_WHAT YOU WILL DO_. From the entries below, copy each line in which the word "format" occurs.

Records drawn from a dataset

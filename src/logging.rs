//! Diagnostic logging on stderr.

use tracing_subscriber::EnvFilter;

/// Filter used when `RUST_LOG` is unset, by `-v` count.
pub fn default_filter(verbosity: u8) -> &'static str {
    match verbosity {
        0 => "warn",
        1 => "info",
        2 => "debug",
        _ => "trace",
    }
}

/// Install the global subscriber. `RUST_LOG` overrides the `-v` level.
pub fn init(verbosity: u8) {
    let filter = default_filter(verbosity);
    let _ = tracing_subscriber::fmt()
        .with_env_filter(
            EnvFilter::try_from_default_env().unwrap_or_else(|_| EnvFilter::new(filter)),
        )
        .with_writer(std::io::stderr)
        .try_init();
}

#[cfg(test)]
mod tests {
    use super::*;

    #[test]
    fn verbosity_levels() {
        assert_eq!(default_filter(0), "warn");
        assert_eq!(default_filter(1), "info");
        assert_eq!(default_filter(2), "debug");
        assert_eq!(default_filter(9), "trace");
    }
}
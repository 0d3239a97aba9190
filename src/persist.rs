//! Snapshot files on disk.
//!
//! Writes go to a sibling temp file that is renamed over the target, so a
//! reader never observes a half-written snapshot.

use anyhow::{Context, Result};
use refdex_core::Snapshot;
use std::path::{Path, PathBuf};

pub fn write_snapshot(path: &Path, snapshot: &Snapshot) -> Result<()> {
    let bytes = snapshot
        .to_json()
        .context("Failed to encode index snapshot")?;

    if let Some(parent) = path.parent() {
        if !parent.as_os_str().is_empty() {
            std::fs::create_dir_all(parent)
                .with_context(|| format!("Failed to create directory: {}", parent.display()))?;
        }
    }

    let tmp = temp_path(path);
    std::fs::write(&tmp, &bytes)
        .with_context(|| format!("Failed to write snapshot: {}", tmp.display()))?;
    if let Err(err) = std::fs::rename(&tmp, path) {
        let _ = std::fs::remove_file(&tmp);
        return Err(err).with_context(|| format!("Failed to replace snapshot: {}", path.display()));
    }

    tracing::debug!(path = %path.display(), bytes = bytes.len(), "snapshot written");
    Ok(())
}

pub fn read_snapshot(path: &Path) -> Result<Snapshot> {
    let bytes = std::fs::read(path)
        .with_context(|| format!("Failed to read index file: {}", path.display()))?;
    let snapshot = Snapshot::from_json(&bytes)
        .with_context(|| format!("Invalid index file: {}", path.display()))?;
    tracing::debug!(
        path = %path.display(),
        build_id = %snapshot.build_id,
        sections = snapshot.index.section_count(),
        "snapshot loaded"
    );
    Ok(snapshot)
}

fn temp_path(path: &Path) -> PathBuf {
    let mut name = path
        .file_name()
        .map(|n| n.to_os_string())
        .unwrap_or_else(|| "index".into());
    name.push(format!(".tmp-{}", std::process::id()));
    path.with_file_name(name)
}
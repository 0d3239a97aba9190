//! Core data models shared by the index, ranker and retrieval path.
//!
//! The [`Index`](crate::index::Index) is an arena: it owns every
//! [`Document`] and [`Section`] of a corpus snapshot, and a
//! [`SectionId`] is simply the section's position in that arena.

use serde::{Deserialize, Serialize};

/// Dense section identifier, assigned in traversal order during a build.
pub type SectionId = usize;

/// Dense document identifier, assigned in traversal order during a build.
pub type DocumentId = usize;

/// A source document and the contiguous range of sections it owns.
#[derive(Debug, Clone, PartialEq, Eq, Serialize, Deserialize)]
pub struct Document {
    pub id: DocumentId,
    /// Path relative to the corpus root, `/`-separated.
    pub path: String,
    /// SHA-256 of the source text (hex).
    pub content_hash: String,
    /// Id of the first section owned by this document.
    pub first_section: SectionId,
    /// Number of sections owned by this document.
    pub section_count: usize,
}

impl Document {
    /// Ids of the sections owned by this document.
    pub fn section_ids(&self) -> std::ops::Range<SectionId> {
        self.first_section..self.first_section + self.section_count
    }
}

/// A heading-delimited span of a document: the unit of retrieval.
#[derive(Debug, Clone, PartialEq, Eq, Serialize, Deserialize)]
pub struct Section {
    pub id: SectionId,
    pub document: DocumentId,
    /// Heading titles from the outermost heading down to this section's.
    /// Empty for a document's preamble or a document without headings.
    pub heading_path: Vec<String>,
    /// Section body, code fences included verbatim.
    pub text: String,
    /// Number of normalized tokens in `text`.
    pub token_count: usize,
    /// Normalized terms of the heading path, sorted and deduplicated.
    pub heading_terms: Vec<String>,
}

impl Section {
    pub fn has_heading_term(&self, term: &str) -> bool {
        self.heading_terms
            .binary_search_by(|t| t.as_str().cmp(term))
            .is_ok()
    }
}

/// One entry of a term's posting list.
#[derive(Debug, Clone, Copy, PartialEq, Eq, Serialize, Deserialize)]
pub struct Posting {
    pub section: SectionId,
    /// Occurrences of the term in the section body.
    pub frequency: u32,
}

/// Whether a token came from prose or from a fenced code block.
#[derive(Debug, Clone, Copy, PartialEq, Eq, Hash, Serialize, Deserialize)]
pub enum TokenKind {
    Prose,
    Code,
}

/// A normalized word unit and its position within its section.
#[derive(Debug, Clone, PartialEq, Eq)]
pub struct Token {
    pub term: String,
    pub position: usize,
    pub kind: TokenKind,
}

/// A ranked section returned by the ranker.
#[derive(Debug, Clone, PartialEq, Serialize)]
pub struct RankedSection {
    pub section_id: SectionId,
    pub score: f64,
    /// Scoring breakdown (populated when explain is requested).
    #[serde(skip_serializing_if = "Option::is_none")]
    pub explain: Option<ScoreExplanation>,
}

/// Per-term breakdown of a section's score.
#[derive(Debug, Clone, PartialEq, Serialize)]
pub struct ScoreExplanation {
    pub terms: Vec<TermContribution>,
}

/// Contribution of a single query term to a section's score.
#[derive(Debug, Clone, PartialEq, Serialize)]
pub struct TermContribution {
    pub term: String,
    pub term_frequency: u32,
    pub idf: f64,
    /// Heading boost applied for this term (0.0 when the heading lacks it).
    pub heading_boost: f64,
}

/// A section excerpt returned by the retrieval path.
#[derive(Debug, Clone, PartialEq, Serialize)]
pub struct SectionExcerpt {
    pub section_id: SectionId,
    /// Path of the owning document.
    pub document: String,
    pub heading_path: Vec<String>,
    pub text: String,
    pub score: f64,
    pub token_count: usize,
}

/// The answer to a budgeted retrieval request.
#[derive(Debug, Clone, PartialEq, Serialize)]
pub struct Retrieval {
    pub results: Vec<SectionExcerpt>,
    /// Sum of `token_count` over `results`; never exceeds the budget.
    pub used_tokens: usize,
}

impl Retrieval {
    pub fn empty() -> Self {
        Self {
            results: Vec::new(),
            used_tokens: 0,
        }
    }

    pub fn is_empty(&self) -> bool {
        self.results.is_empty()
    }
}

_RESULT FOR THIS EXERCISE_.
                .with_context(|| format!("Failed to create directory: {}", parent.display()))?;
        .with_context(|| format!("Failed to write snapshot: {}", tmp.display()))?;
        return Err(err).with_context(|| format!("Failed to replace snapshot: {}", path.display()));
        .with_context(|| format!("Failed to read index file: {}", path.display()))?;
        .with_context(|| format!("Invalid index file: {}", path.display()))?;
    name.push(format!(".tmp-{}", std::process::id()));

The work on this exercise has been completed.